((
impl<Args: 'static> ErasedContinuation<Args> {
    /// Erases `continuation`.
    ///
    /// The executor of the erased continuation is the continuation's own
    /// executor, or `fallback` if it has none. The box is allocated from the
    /// continuation's allocator.
    ///
    /// # Errors
    ///
    /// Returns [`AllocError`] if the resource could not provide memory for
    /// the box. The continuation is dropped without being called.
    pub fn new<K>(continuation: K, fallback: &Executor) -> Result<Self, AllocError>
    where
        K: Continuation<Args>,
    {
        Self::try_new(continuation, fallback).map_err(|(error, _)| error)
    }

    /// Like [`ErasedContinuation::new`], but hands the continuation back if
    /// the allocation fails, so that it can still be completed.
    ///
    /// Composed operations use this to report an allocation failure in a
    /// later step through the continuation instead of losing it.
    pub fn try_new<K>(continuation: K, fallback: &Executor) -> Result<Self, (AllocError, K)>
    where
        K: Continuation<Args>,
    {
        let executor = continuation
            .executor()
            .unwrap_or_else(|| fallback.clone());
        let slot = continuation.cancellation_slot();
        let allocator = continuation.allocator();

        Self::erase::<K, Complete>(continuation, executor, &allocator, slot)
    }

    /// Erases a value that is completed through the handler `H` instead of
    /// [`Continuation::complete`].
    ///
    /// The associations are given explicitly, since `value` need not be a
    /// [`Continuation`].
    ///
    /// # Errors
    ///
    /// Returns [`AllocError`] if the resource could not provide memory for
    /// the box.
    ///
    /// # Examples
    ///
    /// ```
    /// use std::sync::Mutex;
    ///
    /// use polyio::{
    ///     continuation::ErasedContinuation,
    ///     executor::RunQueue,
    ///     handlers::ContinuationHandler,
    ///     memory::Allocator,
    /// };
    ///
    /// static LOG: Mutex<Vec<(&str, i32)>> = Mutex::new(Vec::new());
    ///
    /// struct Label(&'static str);
    /// struct Record;
    ///
    /// impl ContinuationHandler<Label, (i32,)> for Record {
    ///     fn invoke(label: Label, (signal,): (i32,)) {
    ///         LOG.lock().unwrap().push((label.0, signal));
    ///     }
    /// }
    ///
    /// let queue = RunQueue::new();
    /// let erased = ErasedContinuation::new_custom::<_, Record>(
    ///     Label("shutdown"),
    ///     queue.executor(),
    ///     &Allocator::default(),
    ///     None,
    /// )?;
    /// erased.invoke((15,));
    ///
    /// assert_eq!(*LOG.lock().unwrap(), vec![("shutdown", 15)]);
    /// # Ok::<(), polyio::memory::AllocError>(())
    /// ```
    pub fn new_custom<C, H>(
        value: C,
        executor: Executor,
        allocator: &Allocator,
        slot: Option<CancellationSlot>,
    ) -> Result<Self, AllocError>
    where
        C: Send + 'static,
        H: ContinuationHandler<C, Args>,
    {
        Self::erase::<C, H>(value, executor, allocator, slot).map_err(|(error, _)| error)
    }

    fn erase<C, H>(
        value: C,
        executor: Executor,
        allocator: &Allocator,
        slot: Option<CancellationSlot>,
    ) -> Result<Self, (AllocError, C)>
    where
        C: Send + 'static,
        H: ContinuationHandler<C, Args>,
    {
        let resource = allocator.resolve();
        let resource_addr = resource.addr();
        let associations = Associations { executor, slot };

        match RawContinuation::new_or_return::<C, H>(value, associations, resource) {
            Ok(raw) => {
                tracing::trace!(
                    continuation = core::any::type_name::<C>(),
                    resource = resource_addr,
                    "continuation erased"
                );
                Ok(Self { raw: Some(raw) })
            }
            Err((error, value, _)) => {
                tracing::debug!(
                    continuation = core::any::type_name::<C>(),
                    resource = resource_addr,
                    "continuation allocation failed"
                );
                Err((error, value))
            }
        }
    }

    fn raw(&self) -> RawContinuationRef<'_, Args, Associations> {
        match &self.raw {
            Some(raw) => raw.as_ref(),
            None => unreachable!("erased continuation used after it was consumed"),
        }
    }

    fn into_raw(mut self) -> RawContinuation<Args, Associations> {
        match self.raw.take() {
            Some(raw) => raw,
            None => unreachable!("erased continuation used after it was consumed"),
        }
    }

    /// Completes the operation: frees the box, then calls the continuation
    /// with `args`.
    pub fn invoke(self, args: Args) {
        let raw = self.into_raw();
        tracing::trace!(
            continuation = raw.as_ref().continuation_type_name(),
            "invoking continuation"
        );
        raw.invoke(args)
    }

    /// Destroys the continuation without calling it.
    ///
    /// Equivalent to dropping the value.
    pub fn destroy(self) {
        drop(self)
    }

    /// The executor the continuation is completed on.
    pub fn executor(&self) -> &Executor {
        &self.raw().meta().executor
    }

    /// The allocator the box was allocated from.
    ///
    /// This always names the resolved resource explicitly, even when the
    /// continuation deferred to the default resource.
    pub fn allocator(&self) -> Allocator {
        Allocator::new(self.resource().clone())
    }

    /// The resource the box was allocated from.
    pub fn resource(&self) -> &SharedResource {
        self.raw().resource()
    }

    /// The cancellation slot of the continuation, or `None` if it has none.
    pub fn cancellation_slot(&self) -> Option<&CancellationSlot> {
        self.raw().meta().slot.as_ref()
    }

    /// The [`TypeId`] of the boxed continuation.
    pub fn continuation_type_id(&self) -> TypeId {
        self.raw().continuation_type_id()
    }

    /// The type name of the boxed continuation, for diagnostics.
    pub fn continuation_type_name(&self) -> &'static str {
        self.raw().continuation_type_name()
    }
}

impl<Args: Send + 'static> ErasedContinuation<Args> {
    /// Invokes the continuation with `args` from a job posted to its
    /// executor.
    pub fn post(self, args: Args) {
        let executor = self.executor().clone();
        executor.post(Job::new(move || self.invoke(args)));
    }

    /// Invokes the continuation with `args` through its executor's
    /// [`dispatch`](Executor::dispatch), which runs it inline when already
    /// on that executor.
    pub fn dispatch(self, args: Args) {
        let executor = self.executor().clone();
        executor.dispatch(Job::new(move || self.invoke(args)));
    }

    /// Invokes the continuation with `args` from a job deferred to its
    /// executor.
    pub fn defer(self, args: Args) {
        let executor = self.executor().clone();
        executor.defer(Job::new(move || self.invoke(args)));
    }
}

impl<Args: 'static> Continuation<Args> for ErasedContinuation<Args> {
    fn complete(self, args: Args) {
        self.invoke(args)
    }

    fn allocator(&self) -> Allocator {
        ErasedContinuation::allocator(self)
    }

    fn executor(&self) -> Option<Executor> {
        Some(ErasedContinuation::executor(self).clone())
    }

    fn cancellation_slot(&self) -> Option<CancellationSlot> {
        ErasedContinuation::cancellation_slot(self).cloned()
    }
}

impl<Args: 'static> Drop for ErasedContinuation<Args> {
    fn drop(&mut self) {
        if let Some(raw) = self.raw.take() {
            tracing::trace!(
                continuation = raw.as_ref().continuation_type_name(),
                "continuation destroyed without being invoked"
            );
        }
    }
}

impl<Args: 'static> fmt::Debug for ErasedContinuation<Args> {
    fn fmt(&self, f: &mut fmt::Formatter<'_>) -> fmt::Result {
        match &self.raw {
            Some(raw) => {
                let raw = raw.as_ref();
                f.debug_struct("ErasedContinuation")
                    .field("continuation", &raw.continuation_type_name())
                    .field("executor", &raw.meta().executor)
                    .field("resource", raw.resource())
                    .field("slot", &raw.meta().slot)
                    .finish()
            }
            None => f.write_str("ErasedContinuation(<consumed>)"),
        }
    }
}

#[cfg(test)]
mod tests {
    use std::{
        alloc::Layout,
        ptr::NonNull,
        sync::{
            Arc, Mutex,
            atomic::{AtomicUsize, Ordering},
        },
    };

    use super::*;
    use crate::{
        cancel::CancellationSignal,
        continuation::{bind_allocator, bind_cancellation_slot, bind_executor},
        error::Status,
        executor::RunQueue,
        memory::{GlobalResource, MemoryResource},
    };

    /// Fails every allocation.
    struct Exhausted;

    // SAFETY: never hands out memory
    unsafe impl MemoryResource for Exhausted {
        fn allocate(&self, _layout: Layout) -> Result<NonNull<u8>, AllocError> {
            Err(AllocError)
        }

        unsafe fn deallocate(&self, _ptr: NonNull<u8>, _layout: Layout) {
            unreachable!("nothing was allocated")
        }
    }

    #[test]
    fn test_erased_continuation_size() {
        assert_eq!(
            size_of::<ErasedContinuation<(Status, usize)>>(),
            size_of::<usize>()
        );
    }

    #[test]
    fn test_fallback_executor_used_without_preference() {
        let queue = RunQueue::new();
        let erased = ErasedContinuation::<(Status,)>::new(|_: Status| {}, &queue.executor()).unwrap();

        assert_eq!(erased.executor(), &queue.executor());
        assert!(erased.cancellation_slot().is_none());
    }

    #[test]
    fn test_own_executor_takes_precedence() {
        let device = RunQueue::new();
        let own = RunQueue::new();

        let erased = ErasedContinuation::<(Status,)>::new(
            bind_executor(own.executor(), |_: Status| {}),
            &device.executor(),
        )
        .unwrap();

        assert_eq!(erased.executor(), &own.executor());
        assert_ne!(erased.executor(), &device.executor());
    }

    #[test]
    fn test_queries_are_stable() {
        let queue = RunQueue::new();
        let signal = CancellationSignal::new();
        let arena = SharedResource::new(GlobalResource);

        let erased = ErasedContinuation::<(Status,)>::new(
            bind_cancellation_slot(
                signal.slot(),
                bind_allocator(Allocator::new(arena.clone()), |_: Status| {}),
            ),
            &queue.executor(),
        )
        .unwrap();

        for _ in 0..3 {
            assert_eq!(erased.executor(), &queue.executor());
            assert_eq!(erased.allocator(), Allocator::new(arena.clone()));
            assert_eq!(erased.cancellation_slot(), Some(&signal.slot()));
        }
    }

    #[test]
    fn test_allocation_failure_drops_continuation() {
        let queue = RunQueue::new();
        let marker = Arc::new(());

        let captured = marker.clone();
        let result = ErasedContinuation::<(Status,)>::new(
            bind_allocator(
                Allocator::new(SharedResource::new(Exhausted)),
                move |_: Status| drop(captured),
            ),
            &queue.executor(),
        );

        assert_eq!(result.err(), Some(AllocError));
        assert_eq!(Arc::strong_count(&marker), 1);
    }

    #[test]
    fn test_try_new_returns_continuation() {
        let queue = RunQueue::new();
        let seen = Arc::new(Mutex::new(None));

        let s = seen.clone();
        let result = ErasedContinuation::<(Status,)>::try_new(
            bind_allocator(
                Allocator::new(SharedResource::new(Exhausted)),
                move |status: Status| *s.lock().unwrap() = Some(status),
            ),
            &queue.executor(),
        );

        let Err((error, continuation)) = result else {
            panic!("allocation should have been refused");
        };
        continuation.complete((Err(error.into()),));
        assert_eq!(
            *seen.lock().unwrap(),
            Some(Err(crate::error::Error::Alloc(AllocError)))
        );
    }

    #[test]
    fn test_post_runs_on_executor() {
        let queue = RunQueue::new();
        let count = Arc::new(AtomicUsize::new(0));

        let c = count.clone();
        let erased = ErasedContinuation::<(usize,)>::new(
            move |n: usize| {
                c.fetch_add(n, Ordering::SeqCst);
            },
            &queue.executor(),
        )
        .unwrap();

        erased.post((5,));
        assert_eq!(count.load(Ordering::SeqCst), 0);
        assert_eq!(queue.run(), 1);
        assert_eq!(count.load(Ordering::SeqCst), 5);
    }

    #[test]
    fn test_erased_continuation_nests() {
        let queue = RunQueue::new();
        let seen = Arc::new(Mutex::new(Vec::new()));

        let s = seen.clone();
        let inner = ErasedContinuation::<(u8,)>::new(
            move |value: u8| s.lock().unwrap().push(value),
            &queue.executor(),
        )
        .unwrap();
        let outer = ErasedContinuation::<(u8,)>::new(inner, &RunQueue::new().executor()).unwrap();

        assert_eq!(outer.executor(), &queue.executor());
        outer.invoke((9,));
        assert_eq!(*seen.lock().unwrap(), vec![9]);
    }

    #[test]
    fn test_send() {
        static_assertions::assert_impl_all!(ErasedContinuation<(Status, usize)>: Send);
        static_assertions::assert_not_impl_any!(ErasedContinuation<(Status, usize)>: Sync, Clone);
    }
}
))
* _Exercise details_
Show all lines above that contain "SharedResource".

* _Worked solution_
    pub fn resource(&self) -> &SharedResource {
        let arena = SharedResource::new(GlobalResource);
                Allocator::new(SharedResource::new(Exhausted)),
                Allocator::new(SharedResource::new(Exhausted)),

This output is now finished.